Print word for word the first line of the records below and every following line through the one containing "use std::fs;"; print nothing else.

☆ ☆ ☆

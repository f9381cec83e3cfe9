#![cfg(test)]

use crate::assertions::*;
use crate::data::*;
use crate::fixtures::*;
use crate::setup::*;
use pkgbuilderd::handler;
use pkgbuilderd::models::{Package, RepoStateRecord};
use pkgbuilderd_common::{PkgRef, ReviewStatus};
use rstest::rstest;
use std::collections::BTreeSet;
use std::fs;

mod assertions;
mod data;
pub(crate) mod fixtures;
pub mod setup;

#[rstest]
#[tokio::test]
pub async fn batch_is_built_in_dependency_order(isolated_engine: IsolatedEngine) {
    let txn = setup_dependent_packages(&isolated_engine).await;

    assert_eq!(txn.queue, vec![DUMMY_LIBRARY, DUMMY_APPLICATION]);
    assert_eq!(isolated_engine.runtime.created(), vec![DUMMY_LIBRARY, DUMMY_APPLICATION]);
    assert_eq!(txn.completed.len(), 2);
    assert_builds_partitioned(&txn);
    assert_eq!(txn.sha_before.as_deref(), Some("rev-0"));
    assert_eq!(txn.sha_after, txn.sha_before);
}

#[rstest]
#[tokio::test]
pub async fn dependent_is_attempted_after_failed_dependency(isolated_engine: IsolatedEngine) {
    isolated_engine.runtime.fail(DUMMY_LIBRARY);

    let txn = setup_dependent_packages(&isolated_engine).await;

    assert_eq!(isolated_engine.runtime.created(), vec![DUMMY_LIBRARY, DUMMY_APPLICATION]);
    assert_builds_partitioned(&txn);

    let failed = txn.failed.iter()
        .map(|bnum| load_build(&isolated_engine, *bnum).pkgname)
        .collect::<Vec<_>>();
    let completed = txn.completed.iter()
        .map(|bnum| load_build(&isolated_engine, *bnum).pkgname)
        .collect::<Vec<_>>();
    assert_eq!(failed, vec![DUMMY_LIBRARY]);
    assert_eq!(completed, vec![DUMMY_APPLICATION]);
}

#[rstest]
#[tokio::test]
pub async fn cyclic_dependencies_still_build_everything(isolated_engine: IsolatedEngine) {
    add_recipe(&isolated_engine, "ping", &simple_recipe("ping", "1.0", &["pong"]));
    add_recipe(&isolated_engine, "pong", &simple_recipe("pong", "1.0", &["ping"]));

    let txn = run_transaction(&isolated_engine, &["ping", "pong"]).await;

    let built = isolated_engine.runtime.created().into_iter().collect::<BTreeSet<_>>();
    assert_eq!(built, ["ping", "pong"].iter().map(|s| s.to_string()).collect());
    assert_eq!(txn.builds.len(), 2);
    assert_builds_partitioned(&txn);
}

#[rstest]
#[tokio::test]
pub async fn unknown_package_is_dropped_from_transaction(isolated_engine: IsolatedEngine) {
    add_recipe(&isolated_engine, DUMMY_PACKAGE, &simple_recipe(DUMMY_PACKAGE, "1.0", &[]));

    let txn = run_transaction(&isolated_engine, &[DUMMY_PACKAGE, "does-not-exist"]).await;

    assert_eq!(txn.builds.len(), 1);
    assert_eq!(isolated_engine.runtime.created(), vec![DUMMY_PACKAGE]);
    assert!(txn.is_finished);
}

#[rstest]
#[tokio::test]
pub async fn completed_build_is_staged_and_pending_review(isolated_engine: IsolatedEngine) {
    let build = setup_single_staged_package(&isolated_engine).await;

    assert!(build.completed);
    assert!(!build.failed);
    assert_eq!(build.version_str, "1.0-1");
    assert_eq!(build.review_status, ReviewStatus::Pending);
    assert!(!build.staging_files.is_empty());
    assert!(build.log_str.contains("Finished making"));

    let pkg = PkgRef::new(DUMMY_PACKAGE, "1.0-1", ARCH);
    assert_published(&isolated_engine, STAGING, ARCH, &pkg);
    assert_not_published(&isolated_engine, MAIN, ARCH, DUMMY_PACKAGE);

    let state = RepoStateRecord::load(isolated_engine.engine.store.as_ref(), STAGING, ARCH).unwrap();
    assert_consistent(&state);
    assert!(state.packages.contains(DUMMY_PACKAGE));

    let status = &isolated_engine.engine.status;
    assert!(status.pending_review().unwrap().contains(&build.bnum.to_string()));
    assert!(status.now_building().unwrap().is_empty());
    assert!(status.running_transactions().unwrap().is_empty());
    assert!(status.is_idle().unwrap());
    assert_eq!(status.current_status().unwrap(), "Idle");
}

#[rstest]
#[tokio::test]
pub async fn recipe_in_subgroup_is_found(isolated_engine: IsolatedEngine) {
    isolated_engine.host.put(&subgroup_recipe_path("cinnamon", DUMMY_PACKAGE), &simple_recipe(DUMMY_PACKAGE, "4.4", &[]));

    let txn = run_transaction(&isolated_engine, &[DUMMY_PACKAGE]).await;

    assert_eq!(txn.completed.len(), 1);
    assert_published(&isolated_engine, STAGING, ARCH, &PkgRef::new(DUMMY_PACKAGE, "4.4-1", ARCH));
}

#[rstest]
#[tokio::test]
pub async fn failed_container_is_not_staged(isolated_engine: IsolatedEngine) {
    isolated_engine.runtime.fail(DUMMY_PACKAGE);
    add_recipe(&isolated_engine, DUMMY_PACKAGE, &simple_recipe(DUMMY_PACKAGE, "1.0", &[]));

    let txn = run_transaction(&isolated_engine, &[DUMMY_PACKAGE]).await;

    assert_eq!(txn.failed.len(), 1);
    let build = load_build(&isolated_engine, txn.builds[0]);
    assert!(build.failed);
    assert_eq!(build.review_status, ReviewStatus::None);
    assert!(build.staging_files.is_empty());
    assert_not_published(&isolated_engine, STAGING, ARCH, DUMMY_PACKAGE);
}

#[rstest]
#[tokio::test]
pub async fn signing_failure_fails_build(isolated_engine: IsolatedEngine) {
    isolated_engine.signer.break_signing();
    add_recipe(&isolated_engine, DUMMY_PACKAGE, &simple_recipe(DUMMY_PACKAGE, "1.0", &[]));

    let txn = run_transaction(&isolated_engine, &[DUMMY_PACKAGE]).await;

    assert_eq!(txn.failed.len(), 1);
    assert_builds_partitioned(&txn);
    let build = load_build(&isolated_engine, txn.builds[0]);
    assert!(build.generated_files.is_empty());
    assert_not_published(&isolated_engine, STAGING, ARCH, DUMMY_PACKAGE);
}

#[rstest]
#[tokio::test]
pub async fn monitored_release_is_pushed_before_build(isolated_engine: IsolatedEngine) {
    add_recipe(&isolated_engine, DUMMY_PACKAGE, &monitored_recipe(DUMMY_PACKAGE, "1.1"));

    let mut pkg = Package::new(DUMMY_PACKAGE);
    pkg.is_initialized = true;
    pkg.allowed_in = vec![STAGING.to_string(), MAIN.to_string()];
    pkg.pkgver = "1.1".to_string();
    pkg.pkgrel = "1".to_string();
    pkg.version_str = "1.1-1".to_string();
    pkg.mon_last_result = Some("1.2".to_string());
    pkg.save(isolated_engine.engine.store.as_ref()).unwrap();

    let txn = run_transaction(&isolated_engine, &[DUMMY_PACKAGE]).await;
    assert_eq!(txn.completed.len(), 1);

    assert_eq!(isolated_engine.host.commits(), vec!["[pkgbuilderd] updpkg foo 1.2"]);
    assert_eq!(txn.sha_before.as_deref(), Some("rev-0"));
    assert_eq!(txn.sha_after.as_deref(), Some("commit-1"));
    let recipe = isolated_engine.host.file(&recipe_path(DUMMY_PACKAGE)).unwrap();
    assert!(recipe.contains("pkgver=1.2\n"));

    // any packages live in the first architecture and are linked from the others
    let pkg = PkgRef::new(DUMMY_PACKAGE, "1.2-1", "any");
    assert_published(&isolated_engine, STAGING, ARCH, &pkg);
    assert_published(&isolated_engine, STAGING, "i686", &pkg);
    let link = isolated_engine.repo_dir(STAGING, "i686").join("foo-1.2-1-any.pkg.tar.xz");
    assert!(fs::symlink_metadata(link).unwrap().file_type().is_symlink());
}

#[rstest]
#[tokio::test]
pub async fn split_packages_share_the_version(isolated_engine: IsolatedEngine) {
    add_recipe(&isolated_engine, "suite", &split_recipe("suite", &["suite-core", "suite-extras"]));

    let txn = run_transaction(&isolated_engine, &["suite"]).await;
    assert_eq!(txn.completed.len(), 1);

    for child in ["suite-core", "suite-extras"] {
        let pkg = Package::load(isolated_engine.engine.store.as_ref(), child).unwrap();
        assert_eq!(pkg.version_str, "3.2-2");
        assert_published(&isolated_engine, STAGING, ARCH, &PkgRef::new(child, "3.2-2", ARCH));
    }
}

#[rstest]
#[tokio::test]
pub async fn unstageable_artifact_fails_build(isolated_engine: IsolatedEngine) {
    add_recipe(&isolated_engine, "suite", &split_recipe("suite", &["suite-core", "zz:z"]));

    let txn = run_transaction(&isolated_engine, &["suite"]).await;
    assert!(txn.completed.is_empty());
    assert_eq!(txn.failed.len(), 1);
    assert_builds_partitioned(&txn);

    let build = load_build(&isolated_engine, txn.builds[0]);
    assert!(build.failed);
    assert!(!build.completed);
    assert_eq!(build.review_status, ReviewStatus::None);
    assert!(build.staging_files.is_empty());
    assert!(!isolated_engine.engine.status.pending_review().unwrap().contains(&build.bnum.to_string()));

    assert_not_published(&isolated_engine, STAGING, ARCH, "suite-core");
    let state = isolated_engine.engine.sync_repo(STAGING, ARCH).await.unwrap();
    assert!(state.pkgs_fs.is_empty());
    assert!(state.pkgs_index.is_empty());

    let review = isolated_engine.engine.set_review_result(build.bnum, "developer", ReviewStatus::Passed).await;
    assert!(review.is_err());
}

#[rstest]
#[tokio::test]
pub async fn finished_build_cannot_be_followed(isolated_engine: IsolatedEngine) {
    let build = setup_single_staged_package(&isolated_engine).await;
    assert!(isolated_engine.engine.follow_build(build.bnum).is_none());
    assert!(isolated_engine.engine.follow_build(build.bnum + 100).is_none());
}

#[rstest]
#[tokio::test]
pub async fn rebuild_skips_previous_review(isolated_engine: IsolatedEngine) {
    let first = setup_single_staged_package(&isolated_engine).await;
    let txn = run_transaction(&isolated_engine, &[DUMMY_PACKAGE]).await;
    let second = load_build(&isolated_engine, txn.builds[0]);

    assert_eq!(load_build(&isolated_engine, first.bnum).review_status, ReviewStatus::Skip);
    assert_eq!(second.review_status, ReviewStatus::Pending);

    let pending = isolated_engine.engine.status.pending_review().unwrap();
    assert_eq!(pending.into_iter().collect::<Vec<_>>(), vec![second.bnum.to_string()]);

    let pkg = Package::load(isolated_engine.engine.store.as_ref(), DUMMY_PACKAGE).unwrap();
    assert_eq!(pkg.builds, vec![first.bnum, second.bnum]);
    assert_eq!(pkg.success_rate, 100);
}

#[rstest]
#[tokio::test]
pub async fn passed_review_moves_package_into_main(isolated_engine: IsolatedEngine) {
    let build = setup_single_reviewed_package(&isolated_engine, ReviewStatus::Passed).await;

    assert_eq!(build.review_status, ReviewStatus::Passed);
    assert_eq!(build.review_dev.as_deref(), Some("developer"));
    assert!(build.review_date.is_some());

    assert_published(&isolated_engine, MAIN, ARCH, &PkgRef::new(DUMMY_PACKAGE, "1.0-1", ARCH));
    assert_not_published(&isolated_engine, STAGING, ARCH, DUMMY_PACKAGE);
    assert!(isolated_engine.engine.status.pending_review().unwrap().is_empty());

    let state = RepoStateRecord::load(isolated_engine.engine.store.as_ref(), MAIN, ARCH).unwrap();
    assert_consistent(&state);
}

#[rstest]
#[tokio::test]
pub async fn passed_review_extends_allowed_repos(isolated_engine: IsolatedEngine) {
    add_recipe(&isolated_engine, DUMMY_PACKAGE, &staging_only_recipe(DUMMY_PACKAGE));
    let txn = run_transaction(&isolated_engine, &[DUMMY_PACKAGE]).await;

    let store = isolated_engine.engine.store.as_ref();
    assert_eq!(Package::load(store, DUMMY_PACKAGE).unwrap().allowed_in, vec![STAGING]);

    isolated_engine.engine.set_review_result(txn.builds[0], "developer", ReviewStatus::Passed).await.unwrap();

    let pkg = Package::load(store, DUMMY_PACKAGE).unwrap();
    assert!(pkg.is_allowed_in(MAIN));
    assert_published(&isolated_engine, MAIN, ARCH, &PkgRef::new(DUMMY_PACKAGE, "1.0-1", ARCH));
}

#[rstest]
#[tokio::test]
pub async fn failed_review_withdraws_from_staging(isolated_engine: IsolatedEngine) {
    let build = setup_single_reviewed_package(&isolated_engine, ReviewStatus::Failed).await;

    assert_eq!(build.review_status, ReviewStatus::Failed);
    assert!(build.staging_files.is_empty());
    assert_not_published(&isolated_engine, STAGING, ARCH, DUMMY_PACKAGE);
    assert_not_published(&isolated_engine, MAIN, ARCH, DUMMY_PACKAGE);
}

#[rstest]
#[tokio::test]
pub async fn skipped_review_leaves_package_staged(isolated_engine: IsolatedEngine) {
    let build = setup_single_reviewed_package(&isolated_engine, ReviewStatus::Skip).await;

    assert_eq!(build.review_status, ReviewStatus::Skip);
    assert_published(&isolated_engine, STAGING, ARCH, &PkgRef::new(DUMMY_PACKAGE, "1.0-1", ARCH));
    assert_not_published(&isolated_engine, MAIN, ARCH, DUMMY_PACKAGE);
}

#[rstest]
#[tokio::test]
pub async fn review_requires_pending_build(isolated_engine: IsolatedEngine) {
    let build = setup_single_reviewed_package(&isolated_engine, ReviewStatus::Passed).await;
    let engine = &isolated_engine.engine;

    assert!(engine.set_review_result(build.bnum, "developer", ReviewStatus::Failed).await.is_err());
    assert!(engine.set_review_result(build.bnum + 100, "developer", ReviewStatus::Failed).await.is_err());
}

#[rstest]
#[tokio::test]
pub async fn review_result_must_be_final(isolated_engine: IsolatedEngine) {
    let build = setup_single_staged_package(&isolated_engine).await;
    let engine = &isolated_engine.engine;

    assert!(engine.set_review_result(build.bnum, "developer", ReviewStatus::Pending).await.is_err());
    assert!(engine.set_review_result(build.bnum, "developer", ReviewStatus::None).await.is_err());
    assert_eq!(load_build(&isolated_engine, build.bnum).review_status, ReviewStatus::Pending);
}

#[rstest]
#[tokio::test]
pub async fn reconcile_replaces_stale_index_entry(isolated_engine: IsolatedEngine) {
    let dir = isolated_engine.repo_dir(MAIN, ARCH);
    fs::create_dir_all(&dir).unwrap();
    fs::write(dir.join("baz-1.0-1-x86_64.pkg.tar.xz"), b"old").unwrap();
    fs::write(dir.join("baz-1.0-1-x86_64.pkg.tar.xz.sig"), b"old").unwrap();
    fs::write(dir.join("baz-1.1-1-x86_64.pkg.tar.xz"), b"new").unwrap();
    isolated_engine.index.insert(&isolated_engine.db_path(MAIN, ARCH), PkgRef::new("baz", "1.0-1", ARCH));

    let state = isolated_engine.engine.sync_repo(MAIN, ARCH).await.unwrap();

    assert_consistent(&state);
    assert_eq!(state.pkgs_index, [PkgRef::new("baz", "1.1-1", ARCH)].into_iter().collect());
    assert!(!dir.join("baz-1.0-1-x86_64.pkg.tar.xz").exists());
    assert!(!dir.join("baz-1.0-1-x86_64.pkg.tar.xz.sig").exists());
    assert!(dir.join("baz-1.1-1-x86_64.pkg.tar.xz").exists());
}

#[rstest]
#[tokio::test]
pub async fn reconcile_is_idempotent(isolated_engine: IsolatedEngine) {
    setup_single_staged_package(&isolated_engine).await;
    let engine = &isolated_engine.engine;

    let first = engine.repos.sync_all(STAGING).await.unwrap();
    let mutations = isolated_engine.index.mutations();
    let second = engine.repos.sync_all(STAGING).await.unwrap();

    assert_eq!(first, second);
    assert_eq!(isolated_engine.index.mutations(), mutations);
    for state in &second {
        assert_consistent(state);
    }
}

#[rstest]
#[tokio::test]
pub async fn worker_runs_queued_transactions(isolated_engine: IsolatedEngine) {
    let engine = &isolated_engine.engine;
    assert!(!handler::work(engine).await.unwrap());

    add_recipe(&isolated_engine, DUMMY_PACKAGE, &simple_recipe(DUMMY_PACKAGE, "1.0", &[]));
    let names = [DUMMY_PACKAGE.to_string()].into_iter().collect();
    engine.enqueue_transaction(names, None).unwrap();

    assert!(handler::work(engine).await.unwrap());
    assert!(engine.status.queued_transactions().unwrap().is_empty());
    assert!(!handler::work(engine).await.unwrap());
    assert_eq!(isolated_engine.runtime.created(), vec![DUMMY_PACKAGE]);
}

#[rstest]
#[tokio::test]
pub async fn empty_batch_is_rejected(isolated_engine: IsolatedEngine) {
    let engine = &isolated_engine.engine;
    assert!(engine.enqueue_transaction(BTreeSet::new(), None).is_err());
    assert!(engine.status.queued_transactions().unwrap().is_empty());
}

#[rstest]
#[tokio::test]
pub async fn finished_transaction_cannot_run_again(isolated_engine: IsolatedEngine) {
    let build = setup_single_staged_package(&isolated_engine).await;
    assert!(isolated_engine.engine.run_transaction(build.tnum).await.is_err());
    assert_eq!(isolated_engine.runtime.created().len(), 1);
}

☆ ☆ ☆

YOUR RESPONSE:
repository f9381cec83e3cfe9
#![cfg(test)]

use crate::assertions::*;
use crate::data::*;
use crate::fixtures::*;
use crate::setup::*;
use pkgbuilderd::handler;
use pkgbuilderd::models::{Package, RepoStateRecord};
use pkgbuilderd_common::{PkgRef, ReviewStatus};
use rstest::rstest;
use std::collections::BTreeSet;
use std::fs;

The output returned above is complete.